● PROBLEM DETAILS
Output all the data exactly.

● DATA UNDER STUDY
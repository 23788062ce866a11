//! Integer and Float arithmetic.
//!
//! Integer arithmetic that overflows `i64` continues in floating point.
//! Integer division and modulo round toward negative infinity.

use crate::runner::dispatch::context::CallContext;
use crate::runner::ds::error::RuntimeError;
use crate::runner::ds::method::MethodEntry;
use crate::runner::ds::registry::ClassRegistry;
use crate::runner::ds::value::Value;

pub fn register(registry: &mut ClassRegistry) {
    let (integer, float) = {
        let b = registry.builtins();
        (b.integer, b.float)
    };
    for class in [integer, float] {
        registry.install_builtins(
            class,
            vec![
                MethodEntry::native("+", 1, number_add),
                MethodEntry::native("-", 1, number_sub),
                MethodEntry::native("*", 1, number_mul),
                MethodEntry::native("/", 1, number_div),
                MethodEntry::native("%", 1, number_rem),
                MethodEntry::native("==", 1, number_eq),
                MethodEntry::native("<", 1, number_lt),
                MethodEntry::native(">", 1, number_gt),
                MethodEntry::native("<=", 1, number_le),
                MethodEntry::native(">=", 1, number_ge),
                MethodEntry::native("-", 0, number_neg),
                MethodEntry::native("+", 0, number_pos),
                MethodEntry::native("to_f", 0, number_to_f),
                MethodEntry::native("to_i", 0, number_to_i),
            ],
        );
    }
}

/// Operands after numeric promotion.
enum Operands {
    Ints(i64, i64),
    Floats(f64, f64),
}

fn operands(ctx: &CallContext<'_>, rhs: &Value) -> Result<Operands, RuntimeError> {
    match (ctx.receiver(), rhs) {
        (Value::Integer(a), Value::Integer(b)) => Ok(Operands::Ints(*a, *b)),
        (Value::Integer(a), Value::Float(b)) => Ok(Operands::Floats(*a as f64, *b)),
        (Value::Float(a), Value::Integer(b)) => Ok(Operands::Floats(*a, *b as f64)),
        (Value::Float(a), Value::Float(b)) => Ok(Operands::Floats(*a, *b)),
        (lhs, rhs) => Err(RuntimeError::TypeError(format!(
            "{} can't be coerced into {} for '{}'",
            rhs.type_name(),
            lhs.type_name(),
            ctx.method_name()
        ))),
    }
}

fn arithmetic(
    ctx: &CallContext<'_>,
    rhs: &Value,
    int_op: fn(i64, i64) -> Option<i64>,
    float_op: fn(f64, f64) -> f64,
) -> Result<Value, RuntimeError> {
    match operands(ctx, rhs)? {
        Operands::Ints(a, b) => Ok(match int_op(a, b) {
            Some(n) => Value::Integer(n),
            None => Value::Float(float_op(a as f64, b as f64)),
        }),
        Operands::Floats(a, b) => Ok(Value::Float(float_op(a, b))),
    }
}

fn comparison(
    ctx: &CallContext<'_>,
    rhs: &Value,
    int_cmp: fn(&i64, &i64) -> bool,
    float_cmp: fn(&f64, &f64) -> bool,
) -> Result<Value, RuntimeError> {
    match operands(ctx, rhs)? {
        Operands::Ints(a, b) => Ok(Value::Boolean(int_cmp(&a, &b))),
        Operands::Floats(a, b) => Ok(Value::Boolean(float_cmp(&a, &b))),
    }
}

fn floor_div(a: i64, b: i64) -> Option<i64> {
    let q = a.checked_div(b)?;
    if a % b != 0 && ((a < 0) != (b < 0)) {
        q.checked_sub(1)
    } else {
        Some(q)
    }
}

fn floor_rem(a: i64, b: i64) -> Option<i64> {
    let r = a.checked_rem(b)?;
    if r != 0 && ((r < 0) != (b < 0)) {
        Some(r + b)
    } else {
        Some(r)
    }
}

fn float_floor_rem(a: f64, b: f64) -> f64 {
    a - b * (a / b).floor()
}

fn number_add(ctx: &mut CallContext<'_>, args: Vec<Value>) -> Result<Value, RuntimeError> {
    arithmetic(ctx, &args[0], i64::checked_add, |a, b| a + b)
}

fn number_sub(ctx: &mut CallContext<'_>, args: Vec<Value>) -> Result<Value, RuntimeError> {
    arithmetic(ctx, &args[0], i64::checked_sub, |a, b| a - b)
}

fn number_mul(ctx: &mut CallContext<'_>, args: Vec<Value>) -> Result<Value, RuntimeError> {
    arithmetic(ctx, &args[0], i64::checked_mul, |a, b| a * b)
}

fn number_div(ctx: &mut CallContext<'_>, args: Vec<Value>) -> Result<Value, RuntimeError> {
    if let (Value::Integer(_), Value::Integer(0)) = (ctx.receiver(), &args[0]) {
        return Err(RuntimeError::ZeroDivisionError);
    }
    arithmetic(ctx, &args[0], floor_div, |a, b| a / b)
}

fn number_rem(ctx: &mut CallContext<'_>, args: Vec<Value>) -> Result<Value, RuntimeError> {
    if let (Value::Integer(_), Value::Integer(0)) = (ctx.receiver(), &args[0]) {
        return Err(RuntimeError::ZeroDivisionError);
    }
    arithmetic(ctx, &args[0], floor_rem, float_floor_rem)
}

/// Non-numeric operands compare unequal instead of failing.
fn number_eq(ctx: &mut CallContext<'_>, args: Vec<Value>) -> Result<Value, RuntimeError> {
    match operands(ctx, &args[0]) {
        Ok(Operands::Ints(a, b)) => Ok(Value::Boolean(a == b)),
        Ok(Operands::Floats(a, b)) => Ok(Value::Boolean(a == b)),
        Err(_) => Ok(Value::Boolean(false)),
    }
}

fn number_lt(ctx: &mut CallContext<'_>, args: Vec<Value>) -> Result<Value, RuntimeError> {
    comparison(ctx, &args[0], i64::lt, f64::lt)
}

fn number_gt(ctx: &mut CallContext<'_>, args: Vec<Value>) -> Result<Value, RuntimeError> {
    comparison(ctx, &args[0], i64::gt, f64::gt)
}

fn number_le(ctx: &mut CallContext<'_>, args: Vec<Value>) -> Result<Value, RuntimeError> {
    comparison(ctx, &args[0], i64::le, f64::le)
}

fn number_ge(ctx: &mut CallContext<'_>, args: Vec<Value>) -> Result<Value, RuntimeError> {
    comparison(ctx, &args[0], i64::ge, f64::ge)
}

fn number_neg(ctx: &mut CallContext<'_>, _args: Vec<Value>) -> Result<Value, RuntimeError> {
    match ctx.receiver() {
        Value::Integer(i) => Ok(i
            .checked_neg()
            .map(Value::Integer)
            .unwrap_or(Value::Float(-(*i as f64)))),
        Value::Float(f) => Ok(Value::Float(-f)),
        other => Err(RuntimeError::TypeError(format!(
            "undefined negation for {}",
            other.type_name()
        ))),
    }
}

fn number_pos(ctx: &mut CallContext<'_>, _args: Vec<Value>) -> Result<Value, RuntimeError> {
    Ok(ctx.receiver().clone())
}

fn number_to_f(ctx: &mut CallContext<'_>, _args: Vec<Value>) -> Result<Value, RuntimeError> {
    match ctx.receiver() {
        Value::Integer(i) => Ok(Value::Float(*i as f64)),
        other => Ok(other.clone()),
    }
}

fn number_to_i(ctx: &mut CallContext<'_>, _args: Vec<Value>) -> Result<Value, RuntimeError> {
    match ctx.receiver() {
        Value::Float(f) => Ok(Value::Integer(f.trunc() as i64)),
        other => Ok(other.clone()),
    }
}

● TASK ANSWER
repository 23788062ce866a11
//! Integer and Float arithmetic.
//!
//! Integer arithmetic that overflows `i64` continues in floating point.
//! Integer division and modulo round toward negative infinity.

use crate::runner::dispatch::context::CallContext;
use crate::runner::ds::error::RuntimeError;
use crate::runner::ds::method::MethodEntry;
use crate::runner::ds::registry::ClassRegistry;
use crate::runner::ds::value::Value;

pub fn register(registry: &mut ClassRegistry) {
    let (integer, float) = {
        let b = registry.builtins();
        (b.integer, b.float)
    };
    for class in [integer, float] {
        registry.install_builtins(
            class,
            vec![
                MethodEntry::native("+", 1, number_add),
                MethodEntry::native("-", 1, number_sub),
                MethodEntry::native("*", 1, number_mul),
                MethodEntry::native("/", 1, number_div),
                MethodEntry::native("%", 1, number_rem),
                MethodEntry::native("==", 1, number_eq),
                MethodEntry::native("<", 1, number_lt),
                MethodEntry::native(">", 1, number_gt),
                MethodEntry::native("<=", 1, number_le),
                MethodEntry::native(">=", 1, number_ge),
                MethodEntry::native("-", 0, number_neg),
                MethodEntry::native("+", 0, number_pos),
                MethodEntry::native("to_f", 0, number_to_f),
                MethodEntry::native("to_i", 0, number_to_i),
            ],
        );
    }
}

/// Operands after numeric promotion.
enum Operands {
    Ints(i64, i64),
    Floats(f64, f64),
}

fn operands(ctx: &CallContext<'_>, rhs: &Value) -> Result<Operands, RuntimeError> {
    match (ctx.receiver(), rhs) {
        (Value::Integer(a), Value::Integer(b)) => Ok(Operands::Ints(*a, *b)),
        (Value::Integer(a), Value::Float(b)) => Ok(Operands::Floats(*a as f64, *b)),
        (Value::Float(a), Value::Integer(b)) => Ok(Operands::Floats(*a, *b as f64)),
        (Value::Float(a), Value::Float(b)) => Ok(Operands::Floats(*a, *b)),
        (lhs, rhs) => Err(RuntimeError::TypeError(format!(
            "{} can't be coerced into {} for '{}'",
            rhs.type_name(),
            lhs.type_name(),
            ctx.method_name()
        ))),
    }
}

fn arithmetic(
    ctx: &CallContext<'_>,
    rhs: &Value,
    int_op: fn(i64, i64) -> Option<i64>,
    float_op: fn(f64, f64) -> f64,
) -> Result<Value, RuntimeError> {
    match operands(ctx, rhs)? {
        Operands::Ints(a, b) => Ok(match int_op(a, b) {
            Some(n) => Value::Integer(n),
            None => Value::Float(float_op(a as f64, b as f64)),
        }),
        Operands::Floats(a, b) => Ok(Value::Float(float_op(a, b))),
    }
}

fn comparison(
    ctx: &CallContext<'_>,
    rhs: &Value,
    int_cmp: fn(&i64, &i64) -> bool,
    float_cmp: fn(&f64, &f64) -> bool,
) -> Result<Value, RuntimeError> {
    match operands(ctx, rhs)? {
        Operands::Ints(a, b) => Ok(Value::Boolean(int_cmp(&a, &b))),
        Operands::Floats(a, b) => Ok(Value::Boolean(float_cmp(&a, &b))),
    }
}

fn floor_div(a: i64, b: i64) -> Option<i64> {
    let q = a.checked_div(b)?;
    if a % b != 0 && ((a < 0) != (b < 0)) {
        q.checked_sub(1)
    } else {
        Some(q)
    }
}

fn floor_rem(a: i64, b: i64) -> Option<i64> {
    let r = a.checked_rem(b)?;
    if r != 0 && ((r < 0) != (b < 0)) {
        Some(r + b)
    } else {
        Some(r)
    }
}

fn float_floor_rem(a: f64, b: f64) -> f64 {
    a - b * (a / b).floor()
}

fn number_add(ctx: &mut CallContext<'_>, args: Vec<Value>) -> Result<Value, RuntimeError> {
    arithmetic(ctx, &args[0], i64::checked_add, |a, b| a + b)
}

fn number_sub(ctx: &mut CallContext<'_>, args: Vec<Value>) -> Result<Value, RuntimeError> {
    arithmetic(ctx, &args[0], i64::checked_sub, |a, b| a - b)
}

fn number_mul(ctx: &mut CallContext<'_>, args: Vec<Value>) -> Result<Value, RuntimeError> {
    arithmetic(ctx, &args[0], i64::checked_mul, |a, b| a * b)
}

fn number_div(ctx: &mut CallContext<'_>, args: Vec<Value>) -> Result<Value, RuntimeError> {
    if let (Value::Integer(_), Value::Integer(0)) = (ctx.receiver(), &args[0]) {
        return Err(RuntimeError::ZeroDivisionError);
    }
    arithmetic(ctx, &args[0], floor_div, |a, b| a / b)
}

fn number_rem(ctx: &mut CallContext<'_>, args: Vec<Value>) -> Result<Value, RuntimeError> {
    if let (Value::Integer(_), Value::Integer(0)) = (ctx.receiver(), &args[0]) {
        return Err(RuntimeError::ZeroDivisionError);
    }
    arithmetic(ctx, &args[0], floor_rem, float_floor_rem)
}

/// Non-numeric operands compare unequal instead of failing.
fn number_eq(ctx: &mut CallContext<'_>, args: Vec<Value>) -> Result<Value, RuntimeError> {
    match operands(ctx, &args[0]) {
        Ok(Operands::Ints(a, b)) => Ok(Value::Boolean(a == b)),
        Ok(Operands::Floats(a, b)) => Ok(Value::Boolean(a == b)),
        Err(_) => Ok(Value::Boolean(false)),
    }
}

fn number_lt(ctx: &mut CallContext<'_>, args: Vec<Value>) -> Result<Value, RuntimeError> {
    comparison(ctx, &args[0], i64::lt, f64::lt)
}

fn number_gt(ctx: &mut CallContext<'_>, args: Vec<Value>) -> Result<Value, RuntimeError> {
    comparison(ctx, &args[0], i64::gt, f64::gt)
}

fn number_le(ctx: &mut CallContext<'_>, args: Vec<Value>) -> Result<Value, RuntimeError> {
    comparison(ctx, &args[0], i64::le, f64::le)
}

fn number_ge(ctx: &mut CallContext<'_>, args: Vec<Value>) -> Result<Value, RuntimeError> {
    comparison(ctx, &args[0], i64::ge, f64::ge)
}

fn number_neg(ctx: &mut CallContext<'_>, _args: Vec<Value>) -> Result<Value, RuntimeError> {
    match ctx.receiver() {
        Value::Integer(i) => Ok(i
            .checked_neg()
            .map(Value::Integer)
            .unwrap_or(Value::Float(-(*i as f64)))),
        Value::Float(f) => Ok(Value::Float(-f)),
        other => Err(RuntimeError::TypeError(format!(
            "undefined negation for {}",
            other.type_name()
        ))),
    }
}

fn number_pos(ctx: &mut CallContext<'_>, _args: Vec<Value>) -> Result<Value, RuntimeError> {
    Ok(ctx.receiver().clone())
}

fn number_to_f(ctx: &mut CallContext<'_>, _args: Vec<Value>) -> Result<Value, RuntimeError> {
    match ctx.receiver() {
        Value::Integer(i) => Ok(Value::Float(*i as f64)),
        other => Ok(other.clone()),
    }
}

fn number_to_i(ctx: &mut CallContext<'_>, _args: Vec<Value>) -> Result<Value, RuntimeError> {
    match ctx.receiver() {
        Value::Float(f) => Ok(Value::Integer(f.trunc() as i64)),
        other => Ok(other.clone()),
    }
}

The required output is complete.